Полновесность каждого слова в поэтическом тексте Пушкина хорошо показал Ю. Н. Тынянов: «Слово выдвигается из обычных своих границ, начинает быть как бы словом-жестом». Это и перечни предметов, и скрытые цитаты, и игра созвучиями, и многое другое. Но всегда здесь присутствует некий подтекст, который создает глубину содержания.
«Онегин, добрый мой приятель, Родился на брегах Невы…» Простая информация? Нет, вовсе нет. Прочтите еще раз: добрый… родился… Евгений – «благорожденный». «Итак, она звалась Татьяной…» Уже известно, уже сказано, уже привыкли: Татьяна. Зачем повторять? Повторять нужно, поскольку «простонародное» имя звучит в ушах многих столь же грубо, как Маланья или Пульхерия. Именно роману Пушкина должны быть благодарны современные Татьяны за звучное и красивое имя свое.
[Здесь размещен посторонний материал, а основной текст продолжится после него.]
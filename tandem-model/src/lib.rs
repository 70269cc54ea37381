//! Entity model for Tandem.
//!
//! Defines the per-type declarations and the plain-entity projection:
//! - [`EntitySchema`] — declares an entity type's conflict strategy and delete policy
//! - [`ConflictStrategy`] — how concurrent writes resolve (LWW, FWW, field merge, CRDT, user)
//! - [`Entity`] — the projection of field writes and deletes for one entity
//! - [`MergeHandler`] — optional trait for custom field merges
//!
//! These types are consumed by the sync crate and (via JSON) by configuration.

mod entity;
mod handler;
mod schema;

pub use entity::{Entity, FieldState};
pub use handler::MergeHandler;
pub use schema::{ConflictStrategy, DeletePolicy, EntitySchema, FieldMergeTable, FieldRule};
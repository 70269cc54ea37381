//! Hook for surfacing `UserChoice` conflicts to a UI.

use crate::resolver::ConflictRecord;
use serde::{Deserialize, Serialize};
use tokio::sync::oneshot;

/// The user's answer to a presented conflict.
#[derive(Debug, Clone, PartialEq, Serialize, Deserialize)]
#[serde(tag = "choice", content = "value", rename_all = "snake_case")]
pub enum UserResolution {
    KeepLocal,
    TakeRemote,
    /// A new value, e.g. a manual merge of both sides.
    Value(serde_json::Value),
}

/// Presents conflicts and reports the user's answer asynchronously.
///
/// The local value stays in place until an answer arrives; the answer is then
/// written as an ordinary local field write that supersedes both sides.
/// Dropping the sender settles the conflict under the fallback strategy.
pub trait ConflictPresenter: Send + Sync {
    fn present_conflict(&self, record: ConflictRecord) -> oneshot::Receiver<UserResolution>;
}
У Пушкина нет пустых слов… но можно сказать иначе: из самых «пустых» слов он создает красоту. «Мы все учились понемногу Чему-нибудь и как-нибудь…» Только одно полнозначное слово – глагол, как и положено в русской речи, однако целое все есть шедевр глубокомыслия.
У Пушкина функционально определенны все синонимы в общем стилевом ряду. Это касается и таких выразительных, как беременна – брюхата – на сносях (использовано в рассказе Юрия Нагибина о Пушкине-лицеисте), или более изящных очарованье – обаянье – обворожить (о них писал Виктор Виноградов). Обворожить представлен только в глагольных формах, это действие; обаянье только имя, но в исконном значении корня («сонным обаяньем Он позабылся); очарованье употребляется часто и притом с производными (очаровательный) и служит как бы приметой пушкинского идеостиля.
8.
Существует заблуждение, разделяемое многими. Считается, что язык и стиль Пушкина развивался, очищаясь от славянизмов. Нельзя смешивать литературный язык начала XIX века, который только формировался, в том числе и усилиями Пушкина, и язык русской литературы того времени, которым поэт пользовался. Самые поздние стихотворения поэта буквально насыщены «библеизмами» отнюдь не «похабного» свойства. Достаточно раскрыть любой том и перечитать, например, «Отцы пустынники и жены непорочны», «Я памятник себе воздвиг нерукотворный» или «Как с древа сорвался предатель ученик…»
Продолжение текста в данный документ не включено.